Data for this exercise —

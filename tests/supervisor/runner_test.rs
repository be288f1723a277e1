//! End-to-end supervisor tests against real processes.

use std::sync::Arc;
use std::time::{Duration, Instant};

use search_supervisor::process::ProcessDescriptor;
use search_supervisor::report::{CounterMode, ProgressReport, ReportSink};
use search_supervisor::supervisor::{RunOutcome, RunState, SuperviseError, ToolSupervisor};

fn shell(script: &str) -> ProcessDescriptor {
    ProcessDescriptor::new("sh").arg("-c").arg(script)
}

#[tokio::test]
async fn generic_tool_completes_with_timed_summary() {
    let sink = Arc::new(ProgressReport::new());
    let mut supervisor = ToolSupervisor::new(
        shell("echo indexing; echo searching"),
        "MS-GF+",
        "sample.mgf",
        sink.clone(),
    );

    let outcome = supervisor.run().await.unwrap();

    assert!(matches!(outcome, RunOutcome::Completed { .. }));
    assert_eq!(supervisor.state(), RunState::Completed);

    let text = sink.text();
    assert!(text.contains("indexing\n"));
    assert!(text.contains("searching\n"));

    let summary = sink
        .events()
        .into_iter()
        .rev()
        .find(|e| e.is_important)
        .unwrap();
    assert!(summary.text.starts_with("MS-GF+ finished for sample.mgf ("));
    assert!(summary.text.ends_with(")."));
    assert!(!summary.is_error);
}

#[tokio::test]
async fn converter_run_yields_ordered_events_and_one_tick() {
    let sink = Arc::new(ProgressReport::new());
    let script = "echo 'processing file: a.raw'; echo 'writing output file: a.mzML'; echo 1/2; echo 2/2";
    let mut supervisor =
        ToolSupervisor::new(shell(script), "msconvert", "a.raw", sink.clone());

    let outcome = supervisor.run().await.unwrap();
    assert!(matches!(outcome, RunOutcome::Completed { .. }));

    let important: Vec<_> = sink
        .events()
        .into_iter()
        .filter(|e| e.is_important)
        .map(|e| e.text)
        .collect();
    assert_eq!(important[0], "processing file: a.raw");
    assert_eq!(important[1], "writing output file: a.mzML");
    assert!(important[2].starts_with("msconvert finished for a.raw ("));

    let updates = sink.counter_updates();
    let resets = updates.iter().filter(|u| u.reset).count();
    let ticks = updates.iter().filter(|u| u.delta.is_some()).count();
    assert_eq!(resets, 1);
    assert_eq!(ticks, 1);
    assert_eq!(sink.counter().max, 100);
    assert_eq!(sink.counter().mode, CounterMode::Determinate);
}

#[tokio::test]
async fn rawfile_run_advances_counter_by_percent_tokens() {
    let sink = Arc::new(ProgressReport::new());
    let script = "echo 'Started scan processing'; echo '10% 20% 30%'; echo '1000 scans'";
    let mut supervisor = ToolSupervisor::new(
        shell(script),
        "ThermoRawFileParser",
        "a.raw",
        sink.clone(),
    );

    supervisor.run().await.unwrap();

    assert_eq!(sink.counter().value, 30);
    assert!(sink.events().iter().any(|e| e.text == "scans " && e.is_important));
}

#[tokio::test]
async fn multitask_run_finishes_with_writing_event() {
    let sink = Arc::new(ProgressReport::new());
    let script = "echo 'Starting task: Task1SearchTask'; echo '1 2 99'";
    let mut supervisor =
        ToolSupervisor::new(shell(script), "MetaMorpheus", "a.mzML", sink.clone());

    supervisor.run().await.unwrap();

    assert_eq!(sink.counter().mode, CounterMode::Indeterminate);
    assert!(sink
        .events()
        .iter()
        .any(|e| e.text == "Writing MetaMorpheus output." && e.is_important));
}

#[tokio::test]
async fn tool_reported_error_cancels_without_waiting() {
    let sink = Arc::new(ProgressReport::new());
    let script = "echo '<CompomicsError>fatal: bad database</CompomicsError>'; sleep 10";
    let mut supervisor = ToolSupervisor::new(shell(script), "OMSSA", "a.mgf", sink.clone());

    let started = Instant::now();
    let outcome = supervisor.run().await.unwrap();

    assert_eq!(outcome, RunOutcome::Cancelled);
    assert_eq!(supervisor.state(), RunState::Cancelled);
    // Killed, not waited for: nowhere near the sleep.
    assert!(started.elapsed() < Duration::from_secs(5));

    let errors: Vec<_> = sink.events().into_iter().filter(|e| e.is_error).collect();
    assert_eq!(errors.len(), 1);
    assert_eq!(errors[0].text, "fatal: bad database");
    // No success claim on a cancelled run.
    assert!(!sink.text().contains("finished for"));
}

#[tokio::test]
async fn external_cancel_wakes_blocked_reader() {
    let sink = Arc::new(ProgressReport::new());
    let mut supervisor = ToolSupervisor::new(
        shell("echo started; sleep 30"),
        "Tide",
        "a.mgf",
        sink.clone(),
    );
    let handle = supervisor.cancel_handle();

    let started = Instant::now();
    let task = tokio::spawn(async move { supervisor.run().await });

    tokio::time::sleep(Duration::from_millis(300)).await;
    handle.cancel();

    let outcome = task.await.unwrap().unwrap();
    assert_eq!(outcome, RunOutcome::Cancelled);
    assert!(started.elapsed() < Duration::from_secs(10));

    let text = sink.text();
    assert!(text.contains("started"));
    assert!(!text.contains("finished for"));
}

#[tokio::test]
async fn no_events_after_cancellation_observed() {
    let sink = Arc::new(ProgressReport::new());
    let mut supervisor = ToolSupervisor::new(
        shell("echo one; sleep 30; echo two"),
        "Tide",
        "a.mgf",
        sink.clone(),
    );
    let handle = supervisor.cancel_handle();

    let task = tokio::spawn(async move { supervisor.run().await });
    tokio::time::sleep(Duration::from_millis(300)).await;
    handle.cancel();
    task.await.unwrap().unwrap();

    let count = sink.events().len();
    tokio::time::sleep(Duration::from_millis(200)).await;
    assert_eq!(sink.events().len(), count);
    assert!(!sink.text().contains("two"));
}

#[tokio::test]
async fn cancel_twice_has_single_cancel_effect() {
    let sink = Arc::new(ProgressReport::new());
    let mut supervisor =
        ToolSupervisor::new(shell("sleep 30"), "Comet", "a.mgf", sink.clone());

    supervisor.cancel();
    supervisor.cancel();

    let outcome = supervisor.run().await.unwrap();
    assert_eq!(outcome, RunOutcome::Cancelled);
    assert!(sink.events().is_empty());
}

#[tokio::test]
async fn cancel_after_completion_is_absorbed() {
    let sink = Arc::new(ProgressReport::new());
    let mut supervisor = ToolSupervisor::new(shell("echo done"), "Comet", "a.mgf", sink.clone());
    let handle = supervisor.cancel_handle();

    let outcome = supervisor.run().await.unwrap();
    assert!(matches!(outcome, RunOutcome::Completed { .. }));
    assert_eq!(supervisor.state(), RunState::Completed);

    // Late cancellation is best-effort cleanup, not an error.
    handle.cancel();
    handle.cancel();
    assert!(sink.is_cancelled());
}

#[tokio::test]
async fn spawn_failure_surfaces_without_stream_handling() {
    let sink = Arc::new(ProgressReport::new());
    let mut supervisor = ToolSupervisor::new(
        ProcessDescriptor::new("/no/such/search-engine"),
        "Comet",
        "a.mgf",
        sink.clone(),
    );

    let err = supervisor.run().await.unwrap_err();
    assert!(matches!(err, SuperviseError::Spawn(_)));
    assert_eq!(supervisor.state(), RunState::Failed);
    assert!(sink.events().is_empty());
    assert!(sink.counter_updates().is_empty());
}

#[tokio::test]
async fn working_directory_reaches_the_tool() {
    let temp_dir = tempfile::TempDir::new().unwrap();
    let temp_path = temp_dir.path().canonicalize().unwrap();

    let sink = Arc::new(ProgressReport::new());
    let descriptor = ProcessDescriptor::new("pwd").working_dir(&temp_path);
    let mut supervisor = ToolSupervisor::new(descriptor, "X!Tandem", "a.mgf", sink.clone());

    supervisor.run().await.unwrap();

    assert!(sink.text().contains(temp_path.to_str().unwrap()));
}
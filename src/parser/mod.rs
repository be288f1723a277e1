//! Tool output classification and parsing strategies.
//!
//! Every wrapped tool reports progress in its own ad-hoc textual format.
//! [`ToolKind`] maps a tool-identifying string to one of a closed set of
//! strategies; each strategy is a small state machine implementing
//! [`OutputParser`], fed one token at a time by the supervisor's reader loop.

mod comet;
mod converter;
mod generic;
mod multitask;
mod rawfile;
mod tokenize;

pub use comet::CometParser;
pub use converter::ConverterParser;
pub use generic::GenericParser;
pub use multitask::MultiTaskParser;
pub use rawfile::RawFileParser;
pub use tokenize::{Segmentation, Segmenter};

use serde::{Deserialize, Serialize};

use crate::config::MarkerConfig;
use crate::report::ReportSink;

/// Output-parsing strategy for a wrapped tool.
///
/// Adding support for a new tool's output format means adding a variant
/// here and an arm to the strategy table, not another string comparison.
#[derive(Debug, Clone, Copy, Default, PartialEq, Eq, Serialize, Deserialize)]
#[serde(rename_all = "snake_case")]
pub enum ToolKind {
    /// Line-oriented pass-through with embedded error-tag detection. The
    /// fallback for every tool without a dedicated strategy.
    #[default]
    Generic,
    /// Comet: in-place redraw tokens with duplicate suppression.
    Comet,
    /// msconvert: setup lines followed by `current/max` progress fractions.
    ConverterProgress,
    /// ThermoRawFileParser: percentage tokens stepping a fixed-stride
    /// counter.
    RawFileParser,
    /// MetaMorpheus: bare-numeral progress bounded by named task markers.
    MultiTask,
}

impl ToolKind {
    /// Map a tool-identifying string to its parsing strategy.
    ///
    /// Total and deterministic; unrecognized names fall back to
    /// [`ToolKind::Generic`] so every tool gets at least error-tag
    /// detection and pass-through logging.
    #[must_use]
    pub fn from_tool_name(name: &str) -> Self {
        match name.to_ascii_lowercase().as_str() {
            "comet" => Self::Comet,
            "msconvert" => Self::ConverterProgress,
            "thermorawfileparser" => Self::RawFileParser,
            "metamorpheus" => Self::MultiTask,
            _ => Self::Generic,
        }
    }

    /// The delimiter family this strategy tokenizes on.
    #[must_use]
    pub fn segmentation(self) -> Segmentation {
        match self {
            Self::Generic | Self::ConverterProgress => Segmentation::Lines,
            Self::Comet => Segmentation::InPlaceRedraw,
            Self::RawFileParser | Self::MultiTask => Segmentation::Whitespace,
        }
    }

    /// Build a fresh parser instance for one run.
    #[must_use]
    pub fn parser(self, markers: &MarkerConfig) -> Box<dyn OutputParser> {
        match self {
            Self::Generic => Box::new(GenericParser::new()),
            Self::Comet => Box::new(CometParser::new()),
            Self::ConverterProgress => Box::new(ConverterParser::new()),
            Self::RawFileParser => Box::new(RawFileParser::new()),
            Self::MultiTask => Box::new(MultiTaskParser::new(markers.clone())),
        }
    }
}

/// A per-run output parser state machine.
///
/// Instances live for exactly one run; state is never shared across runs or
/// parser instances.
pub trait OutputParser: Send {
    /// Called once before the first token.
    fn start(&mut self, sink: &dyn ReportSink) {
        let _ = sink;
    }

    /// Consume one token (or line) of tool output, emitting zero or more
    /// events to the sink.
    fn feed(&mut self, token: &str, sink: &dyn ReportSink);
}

What the task asks — Report each line in the data that holds the word "pass".

Your solution —
    /// Line-oriented pass-through with embedded error-tag detection. The
    /// detection and pass-through logging.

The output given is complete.